News, Technology

US officials claim Huawei can access information through mobile-phone networks

Written by Taha Abdullah ·  1 min read >

Officials of the United States of America claim the Chinese tech giants, Huawei have been getting away with espionage for nearly a decade now. They say Huawei have been using back-doors, “designed for use by law enforcement,” to access the telecom networks of their consumers.

By law, the makers of smartphones and other telecom-equipped devices are required to integrate into their hardware, a way for the authorities to access the networks of the devices. The US National security adviser Robert O’Brien claimed to have evidence, “that Huawei has the capability secretly to access sensitive and personal information in systems it maintains and sells around the world.”

The security officials, however, have not disclosed the source of their evidence nor have they given any sort of proofs supporting their claim. Another unnamed source has pointed out that Huawei has been able to access these back-doors into the private lives of their consumers since 4G technology came into existence eleven years ago, in 2009.

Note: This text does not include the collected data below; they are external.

//! Example: Blog Application Migrations
//!
//! This example evolves the schema of a small blog in three steps, generates
//! a revision for each step, applies them to an in-memory SQLite database and
//! finally rolls everything back.
//!
//! Run with: cargo run --example blog_migrations -p strata-migrate

use std::collections::BTreeSet;

use sqlx::any::AnyPoolOptions;
use strata_migrate::executor::{plan, Direction};
use strata_migrate::prelude::*;

// =============================================================================
// Schema Versions
// =============================================================================

fn users() -> Table {
    Table::new("users")
        .column(Column::new("id", "id"))
        .column(Column::new("username", "string").length(100).notnull().unique())
        .column(Column::new("email", "string").length(255).notnull())
        .column(
            Column::new("is_active", "boolean")
                .notnull()
                .default(DefaultValue::Bool(true)),
        )
}

fn posts() -> Table {
    Table::new("posts")
        .column(Column::new("id", "id"))
        .column(Column::new("author", "reference users").notnull())
        .column(Column::new("title", "string").length(200).notnull())
        .column(Column::new("body", "text"))
        .column(
            Column::new("created_at", "datetime")
                .default(DefaultValue::Expression("CURRENT_TIMESTAMP".to_string())),
        )
        .index(Index::new("idx_posts_title", "posts", ["title"]))
}

fn comments() -> Table {
    Table::new("comments")
        .column(Column::new("id", "id"))
        .column(Column::new("post", "reference posts").notnull())
        .column(Column::new("body", "text").notnull())
}

fn versions() -> Vec<(&'static str, Schema)> {
    vec![
        ("create users", Schema::new().table(users())),
        (
            "create posts",
            Schema::new().table(users()).table(posts()),
        ),
        (
            "add comments and bios",
            Schema::new()
                .table(users().column(Column::new("bio", "text")))
                .table(posts())
                .table(comments()),
        ),
    ]
}

// =============================================================================
// Main
// =============================================================================

#[tokio::main]
async fn main() -> anyhow::Result<()> {
    let dir = tempfile::tempdir()?;
    let scripts = ScriptDir::create(dir.path().join("migrations"))?;

    println!("=== Generating revisions ===\n");
    for (message, live) in versions() {
        let revisions = scripts.revision_map()?;
        let migration = Generator::new(&revisions).generate_migration(&live, message, "head")?;
        let path = scripts.write(&migration)?;
        println!("{}", std::fs::read_to_string(&path)?);
    }

    let revisions = scripts.revision_map()?;

    println!("=== PostgreSQL upgrade SQL ===\n");
    let reports = plan(
        &revisions,
        &PostgresDialect::new(),
        &BTreeSet::new(),
        "heads",
        Direction::Up,
    )?;
    for report in &reports {
        println!("-- {}", report.message);
        for sql in &report.statements {
            println!("{};", sql);
        }
    }

    println!("\n=== Applying to SQLite ===\n");
    sqlx::any::install_default_drivers();
    let pool = AnyPoolOptions::new()
        .max_connections(1)
        .connect("sqlite::memory:")
        .await?;
    let migrator = Migrator::new(pool, Box::new(SqliteDialect::new()), "strata_schema");

    let applied = migrator.up(&revisions, "heads", false).await?;
    println!("Applied {} revisions, heads: {:?}", applied.len(), migrator.current().await?);

    let undone = migrator.down(&revisions, "base", false).await?;
    println!("Undid {} revisions, heads: {:?}", undone.len(), migrator.current().await?);

    Ok(())
}
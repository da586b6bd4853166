//! SQLite dialect for migrations.
//!
//! SQLite has limited ALTER TABLE support: columns can be added and
//! dropped (3.35.0+) but not altered, and constraints can't be added to an
//! existing table. Those verbs report [`MigrateError::Unsupported`].

use crate::error::{MigrateError, Result};
use crate::operations::ColumnChanges;
use crate::schema::{Column, ColumnType, ForeignKey};

use super::{effective_length, MigrationDialect};

/// SQLite migration dialect.
#[derive(Debug, Clone, Default)]
pub struct SqliteDialect;

impl SqliteDialect {
    /// Creates a new SQLite dialect.
    #[must_use]
    pub const fn new() -> Self {
        Self
    }
}

impl MigrationDialect for SqliteDialect {
    fn name(&self) -> &'static str {
        "sqlite"
    }

    fn type_name(&self, column: &Column, type_: &ColumnType) -> Result<String> {
        let name = match type_ {
            ColumnType::Id | ColumnType::BigId => "INTEGER PRIMARY KEY AUTOINCREMENT".to_string(),
            ColumnType::String | ColumnType::Password | ColumnType::Upload => {
                format!("CHAR({})", effective_length(column, type_).unwrap_or_default())
            }
            ColumnType::Text
            | ColumnType::Json
            | ColumnType::ListReference { .. }
            | ColumnType::ListString
            | ColumnType::ListInteger => "TEXT".to_string(),
            ColumnType::Integer
            | ColumnType::BigInt
            | ColumnType::Reference { .. }
            | ColumnType::BigReference { .. } => "INTEGER".to_string(),
            ColumnType::Float | ColumnType::Double => "DOUBLE".to_string(),
            ColumnType::Boolean => "CHAR(1)".to_string(),
            ColumnType::Date => "DATE".to_string(),
            ColumnType::Time => "TIME".to_string(),
            ColumnType::DateTime => "TIMESTAMP".to_string(),
            ColumnType::Blob => "BLOB".to_string(),
            ColumnType::Decimal { precision, scale } => {
                format!("DECIMAL({},{})", precision, scale)
            }
            ColumnType::Geometry(_) | ColumnType::Geography(_) => {
                return Err(MigrateError::Unsupported(format!(
                    "sqlite has no spatial type for column '{}'",
                    column.name
                )))
            }
        };
        Ok(name)
    }

    fn alter_column(
        &self,
        table: &str,
        column: &str,
        _modify: &ColumnChanges,
        _existing: &ColumnChanges,
    ) -> Result<Vec<String>> {
        Err(MigrateError::Unsupported(format!(
            "sqlite cannot alter column '{}.{}'",
            table, column
        )))
    }

    fn create_foreign_key(&self, fk: &ForeignKey) -> Result<String> {
        Err(MigrateError::Unsupported(format!(
            "sqlite cannot add constraint '{}' to existing table '{}'",
            fk.name, fk.table
        )))
    }

    fn drop_foreign_key(&self, table: &str, name: &str) -> Result<String> {
        Err(MigrateError::Unsupported(format!(
            "sqlite cannot drop constraint '{}' from table '{}'",
            name, table
        )))
    }
}

#[cfg(test)]
mod tests {
    use super::*;
    use crate::schema::{DefaultValue, Index};

    #[test]
    fn test_create_table_sql() {
        let dialect = SqliteDialect::new();
        let sql = dialect
            .create_table(
                "things",
                &[
                    Column::new("id", "id"),
                    Column::new("name", "string").notnull(),
                    Column::new("owner", "reference users"),
                    Column::new("active", "boolean").default(DefaultValue::Bool(true)),
                ],
            )
            .unwrap();

        assert_eq!(sql.len(), 1);
        assert_eq!(
            sql[0],
            "CREATE TABLE \"things\" (\n  \
             \"id\" INTEGER PRIMARY KEY AUTOINCREMENT,\n  \
             \"name\" CHAR(512) NOT NULL,\n  \
             \"owner\" INTEGER REFERENCES \"users\" (\"id\") ON DELETE CASCADE,\n  \
             \"active\" CHAR(1) DEFAULT 'T'\n)"
        );
    }

    #[test]
    fn test_add_and_drop_column_sql() {
        let dialect = SqliteDialect::new();
        let sql = dialect
            .add_column("things", &Column::new("age", "integer"))
            .unwrap();
        assert_eq!(sql, vec!["ALTER TABLE \"things\" ADD COLUMN \"age\" INTEGER"]);
        assert_eq!(
            dialect.drop_column("things", "age"),
            vec!["ALTER TABLE \"things\" DROP COLUMN \"age\""]
        );
    }

    #[test]
    fn test_index_sql() {
        let dialect = SqliteDialect::new();
        let index = Index::new("idx_name", "things", ["name"])
            .unique()
            .expression("lower(\"email\")")
            .where_clause("\"name\" IS NOT NULL");
        assert_eq!(
            dialect.create_index(&index).unwrap(),
            "CREATE UNIQUE INDEX \"idx_name\" ON \"things\" (\"name\", lower(\"email\")) \
             WHERE \"name\" IS NOT NULL"
        );
        assert_eq!(dialect.drop_index("things", "idx_name"), "DROP INDEX \"idx_name\"");
    }

    #[test]
    fn test_unsupported_operations() {
        let dialect = SqliteDialect::new();
        assert!(matches!(
            dialect.alter_column(
                "things",
                "name",
                &ColumnChanges::new().set_notnull(true),
                &ColumnChanges::new()
            ),
            Err(MigrateError::Unsupported(_))
        ));
        assert!(matches!(
            dialect.create_table("places", &[Column::new("area", "geometry()")]),
            Err(MigrateError::Unsupported(_))
        ));
        assert!(dialect.drop_foreign_key("things", "fk").is_err());
    }
}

To counter this claim, the officials at Huawei have denied these accusations and have said that Huawei, “has never and will never do anything that would compromise or endanger the security of networks and data of its clients.” They claimed the US is, yet again, making groundless accusations without providing the public with any kind of concrete evidence.

The exact nature and intentions as to why the US is making these claims now has not been made clear yet and some officials, themselves, are questioning the authenticity of these accusations, especially since such less information has been made public. Huawei phones do, however, continue to sell in nearly all countries around the world and Huawei seems to have recovered gracefully from the blow of the US-Huawei ban back in May of 2019. It is still unclear as to whether these latest allegations will have that kind of an effect on Huawei again; if any effect at all.